郁恪沉聲道:你為什么去和他見面?你不知道他有多仇恨你嗎?
他說的不是沒有理由。
十幾年前,在那么多人面前,白衣人刺了連沙一刀,救出了他和宋雙成,燒了契蒙的糧草,讓他們損失慘重,不仇恨他都不是人了。連沙之后派人追查緝拿了好久才放棄。
就算連沙一時沒認出楚棠就是那個白衣人,單憑楚棠的國師身份,連沙也不會有什么好動作。

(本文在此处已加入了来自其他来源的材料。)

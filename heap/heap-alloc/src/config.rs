//! # Allocator Configuration
//!
//! Every knob is a compile-time constant; there is no runtime or
//! environment configuration. Sizes and offsets throughout the crate are
//! measured in machine words of [`WORD_SIZE`] bytes.

/// Machine word size in bytes. Payload sizes, class limits and block
/// overheads are all counted in these units, and returned payloads are
/// aligned to this.
pub const WORD_SIZE: usize = 4;

/// Capacity of the process-wide arena in bytes.
pub const ARENA_BYTES: usize = 1 << 30; // 1 GiB

/// Words kept clear between the high-water mark and the end of the arena so
/// the zero header that terminates a forward walk is always readable.
pub const SENTINEL_MARGIN_WORDS: usize = 2;

/// Number of segregated size classes.
pub const NUM_SIZE_CLASSES: usize = 8;

/// Inclusive upper bound, in payload words, of each size class. The last
/// entry is effectively unbounded and catches everything else.
pub const SIZE_CLASS_LIMITS: [u32; NUM_SIZE_CLASSES] = [8, 16, 32, 64, 128, 256, 512, u32::MAX];

/// Blocks a thread cache may hold per size class. Refill and flush move
/// half of this per batch.
pub const THREAD_CACHE_CAPACITY: usize = 64;

const _: () = {
    assert!(WORD_SIZE == size_of::<u32>());
    assert!(ARENA_BYTES % WORD_SIZE == 0);
    assert!(ARENA_BYTES / WORD_SIZE > SENTINEL_MARGIN_WORDS);
    assert!(THREAD_CACHE_CAPACITY % 2 == 0);
    // Class limits must be strictly increasing for `class_of` to be total.
    let mut i = 1;
    while i < NUM_SIZE_CLASSES {
        assert!(SIZE_CLASS_LIMITS[i - 1] < SIZE_CLASS_LIMITS[i]);
        i += 1;
    }
};
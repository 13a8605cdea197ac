//! # Allocation Core
//!
//! [`Heap`] ties the arena, the block layout and the segregated lists
//! together and implements the allocate/deallocate protocol:
//!
//! * `allocate`: first-fit over the free lists from the request's class
//!   upward, splitting oversized blocks, falling back to carving fresh
//!   space off the arena tail.
//! * `deallocate`: mark the block free, merge it with free neighbors in
//!   both directions (immediate coalescing via the boundary tags), and
//!   file the survivor under its new class.
//!
//! ## Locking
//!
//! The size-class locks live in a [`LockBank`] indexed by class; the
//! arena tail has its own lock, never held together with a class lock.
//! Coalescing is the only place a thread holds two class locks at once,
//! and it takes the second through the bank's ascending-index discipline:
//! holding `c` and needing `c' < c` releases `c`, takes `c'`, retakes
//! `c`, and rereads the neighbor, whose state may have moved on in the
//! window.
//!
//! The merge-once discipline rides on list membership: a freed block is
//! *unlinked* while its owner works on it, so a concurrent neighbor that
//! speculatively observes it free will fail the checked removal and skip
//! the merge rather than fight over it. The owner keeps the freed
//! block's class lock from the moment it is marked free until it is
//! pushed into its (possibly larger, merge-grown) home list, taking the
//! home lock alongside, so a non-cached free block is never unreachable
//! from every list while no lock covers it.

use crate::arena::Arena;
use crate::block::{Block, OVERHEAD_WORDS};
use crate::config::{NUM_SIZE_CLASSES, WORD_SIZE};
use crate::error::AllocError;
use crate::free_list::FreeList;
use crate::size_class::class_of;
use core::ptr::NonNull;
use heap_sync::{LockBank, RawLock, RawSpin};
use log::{debug, trace};

/// Rounds a request in bytes up to whole payload words (at least one).
pub(crate) const fn words_for(bytes: u32) -> u32 {
    let words = bytes.div_ceil(WORD_SIZE as u32);
    if words == 0 { 1 } else { words }
}

/// Block overhead as a word count, for size arithmetic on `u32` tags.
#[allow(clippy::cast_possible_truncation)]
const OVERHEAD: u32 = OVERHEAD_WORDS as u32;

/// A concurrent boundary-tag heap over one contiguous arena.
///
/// Generic over the raw lock type so fairness is the caller's choice:
/// [`RawSpin`] (the default) for throughput, [`heap_sync::RawTicket`] for
/// FIFO ordering under heavy contention. Several independent heaps over
/// disjoint regions may coexist.
pub struct Heap<R: RawLock = RawSpin> {
    arena: Arena<R>,
    locks: LockBank<R, NUM_SIZE_CLASSES>,
    lists: [FreeList; NUM_SIZE_CLASSES],
}

// Safety: all interior state is reached through the class lock bank and
// the arena's tail lock; the raw base pointer carries no thread affinity.
unsafe impl<R: RawLock + Send> Send for Heap<R> {}
unsafe impl<R: RawLock + Send + Sync> Sync for Heap<R> {}

impl<R: RawLock + Default> Heap<R> {
    /// Builds a heap over the byte region at `base`.
    ///
    /// The region becomes one uninitialized tail; blocks are carved from
    /// it on demand.
    ///
    /// # Safety
    ///
    /// `base` must be valid for reads and writes of `bytes` bytes, aligned
    /// to at least a word, **zero-filled**, exclusive to this heap, and
    /// must outlive it. (Freshly mapped or `.bss` memory is already
    /// zeroed; anything else must be cleared first, since the zero tail is
    /// what terminates heap walks.)
    ///
    /// # Panics
    ///
    /// Panics if `base` is unaligned or `bytes` cannot hold a single block.
    #[must_use]
    pub unsafe fn new(base: *mut u8, bytes: usize) -> Self {
        let arena = unsafe { Arena::new(base, bytes) };
        debug!("heap over {} words", arena.capacity_words());
        Self {
            arena,
            locks: LockBank::new(),
            lists: core::array::from_fn(|_| FreeList::default()),
        }
    }
}

impl<R: RawLock> Heap<R> {
    pub(crate) fn arena(&self) -> &Arena<R> {
        &self.arena
    }

    pub(crate) fn locks(&self) -> &LockBank<R, NUM_SIZE_CLASSES> {
        &self.locks
    }

    pub(crate) fn list(&self, class: usize) -> &FreeList {
        &self.lists[class]
    }

    /// Whether `p` points into memory this heap has initialized.
    pub fn contains(&self, p: *const u8) -> bool {
        self.arena.contains(p)
    }

    /// Allocates at least `bytes` writable bytes, word-aligned.
    ///
    /// A request of zero bytes still yields a one-word payload. On
    /// failure no free list nor the high-water mark has been touched.
    ///
    /// # Errors
    ///
    /// [`AllocError::OutOfMemory`] when no free block fits and the arena
    /// tail is exhausted.
    pub fn allocate(&self, bytes: u32) -> Result<NonNull<u8>, AllocError> {
        let words = words_for(bytes);
        self.allocate_words(words, class_of(words))
    }

    /// Allocation body: scan classes `first_class..`, then carve fresh.
    pub(crate) fn allocate_words(
        &self,
        words: u32,
        first_class: usize,
    ) -> Result<NonNull<u8>, AllocError> {
        for class in first_class..NUM_SIZE_CLASSES {
            let found = {
                let _slot = self.locks.guard(class);
                // Safety: the guard holds this class's bank slot; the
                // popped block is ours.
                unsafe { self.lists[class].pop_first_fit(&self.arena, words) }
            };
            if let Some(block) = found {
                trace!(
                    "class {class}: reusing {} words for a {words}-word request",
                    unsafe { block.size_words() },
                );
                // Safety: `block` was just unlinked and belongs to us.
                return Ok(unsafe { self.place(block, words) });
            }
        }
        let block = self.arena.reserve_fresh(words)?;
        // Safety: a freshly carved block is live and exclusively ours.
        Ok(unsafe { block.payload() })
    }

    /// Marks an owned free block allocated for `words` payload words,
    /// splitting off the tail when the remainder keeps at least one
    /// payload word of its own.
    ///
    /// # Safety
    ///
    /// `block` is free, unlinked, and owned by the caller; no lock held.
    unsafe fn place(&self, block: Block, words: u32) -> NonNull<u8> {
        let have = unsafe { block.size_words() };
        if have >= words + OVERHEAD + 1 {
            // Allocated prefix of the exact request, free remainder after.
            unsafe { block.set_tags(words, true) };
            let rest = unsafe { block.next() };
            let rest_words = have - words - OVERHEAD;
            unsafe {
                rest.set_next_offset(0);
                rest.set_tags(rest_words, false);
            }
            let rest_class = class_of(rest_words);
            {
                let _slot = self.locks.guard(rest_class);
                // Safety: slot held; the remainder is free, owned,
                // unlinked.
                unsafe { self.lists[rest_class].push(&self.arena, rest) };
            }
            trace!("split: kept {words} words, {rest_words}-word remainder to class {rest_class}");
        } else {
            unsafe { block.set_tags(have, true) };
        }
        unsafe { block.payload() }
    }

    /// Releases a block previously returned by [`allocate`](Self::allocate).
    ///
    /// A null `ptr` is a no-op. The freed block is merged with any free
    /// neighbors before being filed.
    ///
    /// # Safety
    ///
    /// `ptr` must be null or a pointer obtained from this heap's
    /// `allocate` (directly or through a cache) that has not been freed
    /// since. Freeing foreign pointers or freeing twice corrupts the heap.
    pub unsafe fn deallocate(&self, ptr: *mut u8) {
        let Some(payload) = NonNull::new(ptr) else {
            return;
        };
        let block = unsafe { Block::from_payload(payload.as_ptr()) };
        debug_assert!(self.contains(ptr.cast_const()), "foreign pointer freed");
        unsafe { self.release(block) };
    }

    /// Frees an owned block: mark, coalesce both ways, file the survivor.
    ///
    /// Also the back end of thread-cache flushing, where the incoming
    /// block is already tagged free; re-tagging is idempotent.
    ///
    /// # Safety
    ///
    /// `block` is a live block owned by the caller and linked in no list.
    pub(crate) unsafe fn release(&self, block: Block) {
        let words = unsafe { block.size_words() };
        let held = class_of(words);
        trace!("free {words} words (class {held})");

        self.locks.lock(held);
        // Safety: class slot held; the block is ours until it is filed.
        unsafe { block.set_tags(words, false) };
        let block = unsafe { self.coalesce_forward(held, block) };
        let block = unsafe { self.coalesce_backward(held, block) };

        // Merging only grows the block, so its home class sits at or
        // above `held` and the ascending rule allows taking it directly.
        // The push happens with both slots held: the freed block is never
        // outside every list while no lock covers it.
        let home = class_of(unsafe { block.size_words() });
        debug_assert!(home >= held, "coalescing shrank a block");
        if home != held {
            self.locks.lock(home);
        }
        // Safety: home slot held.
        unsafe { self.lists[home].push(&self.arena, block) };
        unsafe {
            if home != held {
                self.locks.unlock(home);
            }
            self.locks.unlock(held);
        }
    }

    /// Tries to absorb the next block in address order.
    ///
    /// The neighbor's size is read speculatively to learn which lock to
    /// take; once the bank grants it the neighbor is reread and must
    /// still be free, classified where we locked, and present in its
    /// list. Any mismatch means a concurrent operation got there first: a
    /// changed class retries against the fresh size, anything else skips.
    ///
    /// # Safety
    ///
    /// Caller holds bank slot `held` and owns `block` (free, unlinked).
    unsafe fn coalesce_forward(&self, held: usize, block: Block) -> Block {
        loop {
            let next = unsafe { block.next() };
            let peek = unsafe { next.tag() };
            if peek.is_end() || peek.allocated() {
                return block;
            }
            let class = class_of(peek.size());
            let second = self.locks.lock_second(held, class);

            // Reread under the lock; the peek was speculative, and a
            // reacquire detour invalidates it outright.
            let tag = unsafe { next.tag() };
            let mergeable = !tag.is_end() && !tag.allocated();
            if mergeable && class_of(tag.size()) == class {
                // Safety: `second` holds the neighbor's slot.
                if unsafe { self.lists[class].remove_checked(&self.arena, next) } {
                    // The neighbor is ours; in-list blocks are immutable,
                    // so `tag` is its true extent.
                    let grown = unsafe { block.size_words() } + OVERHEAD + tag.size();
                    unsafe { block.set_tags(grown, false) };
                    drop(second);
                    trace!("forward merge -> {grown} words");
                    return block;
                }
                // Free by its tags but in no list: mid-free by its owner,
                // or parked in a thread cache. Not ours to take.
                return block;
            }
            drop(second);
            if mergeable {
                // Classified under a stale size; retry with the fresh one.
                continue;
            }
            return block;
        }
    }

    /// Tries to absorb the previous block in address order; the merged
    /// block is rooted at the predecessor. Same protocol as
    /// [`coalesce_forward`](Self::coalesce_forward), navigating through
    /// the predecessor's footer.
    ///
    /// # Safety
    ///
    /// Caller holds bank slot `held` and owns `block` (free, unlinked).
    unsafe fn coalesce_backward(&self, held: usize, block: Block) -> Block {
        if self.arena.is_first(block) {
            return block;
        }
        loop {
            let peek = unsafe { block.prev_footer_tag() };
            if peek.is_end() || peek.allocated() {
                return block;
            }
            let class = class_of(peek.size());
            let second = self.locks.lock_second(held, class);

            let footer = unsafe { block.prev_footer_tag() };
            let mergeable = !footer.is_end() && !footer.allocated();
            if mergeable && class_of(footer.size()) == class {
                let prev = unsafe { block.prev(footer.size()) };
                // Safety: `second` holds the neighbor's slot;
                // `remove_checked` compares offsets only, so a stale
                // `prev` address merely misses.
                if unsafe { self.lists[class].remove_checked(&self.arena, prev) } {
                    debug_assert_eq!(unsafe { prev.size_words() }, footer.size());
                    let grown = footer.size() + OVERHEAD + unsafe { block.size_words() };
                    unsafe { prev.set_tags(grown, false) };
                    drop(second);
                    trace!("backward merge -> {grown} words");
                    return prev;
                }
                return block;
            }
            drop(second);
            if mergeable {
                continue;
            }
            return block;
        }
    }
}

在外面聽到連沙那句什么欣賞不欣賞的,郁恪頓時氣血上涌,腦袋轟的一聲,快要炸了。他只想將楚棠藏起來,這樣,楚棠既不會受傷讓他整日擔憂,又不會有人不長眼睛覬覦他的人。
楚棠輕聲問道:陛下知道救你的人是誰了?
郁恪凝望著他,眼神動了動,俯身抱住他,哽咽道:是你,哥哥。一直是你。
他之前都沒來得及為這件事欣喜多久,楚棠就在羅喉城消失了,之后他就只顧著驚懼擔憂了。
話到如今,他其實更希望那個人不是楚棠。只要稍微想想,楚棠一個人闖入契蒙軍營,他有可能陷入危險、有可能受傷,他就覺得自己要發瘋,恨不得回到過去,狠狠給自己一巴掌,為什么那么不中用,需要楚棠來救他。
楚棠說:那時我恰好離開明月寺,聽聞陛下遇難,想到先帝留給臣的遺詔,便過來幫一把了。
那你為什么不和我說?
那時回宮,陛下還未上位,困難重重,楚棠垂眸,似乎想起了以前那些日子,聲音低了下去,臣私自去契蒙的事若傳了出去,指不定有多少奏折彈劾臣,到時候牽連了陛下的名聲,可不是壞了我們之前的努力?
郁恪松開手。
他小時候受楚棠恩惠,得他庇護,后來長大了,他想著不要楚棠為他這么勞累,然而楚棠在他心中,其實永遠是強大的、戰無不勝的。
這是楚棠第一次在他面前表現出這樣擔憂的一面。
郁恪本想詰難的心頓時煙消云散。
看著郁恪的神色,楚棠唇邊微微勾了一下,轉瞬即逝。
第45章 青泥蓮花
眼見著郁恪臉色緩和了下來, 楚棠心里悄悄笑了一下。
楚母和他說過,小孩子總會以別樣的方式來表達自己的內心想法,能安撫便安撫,不要有無謂的爭吵。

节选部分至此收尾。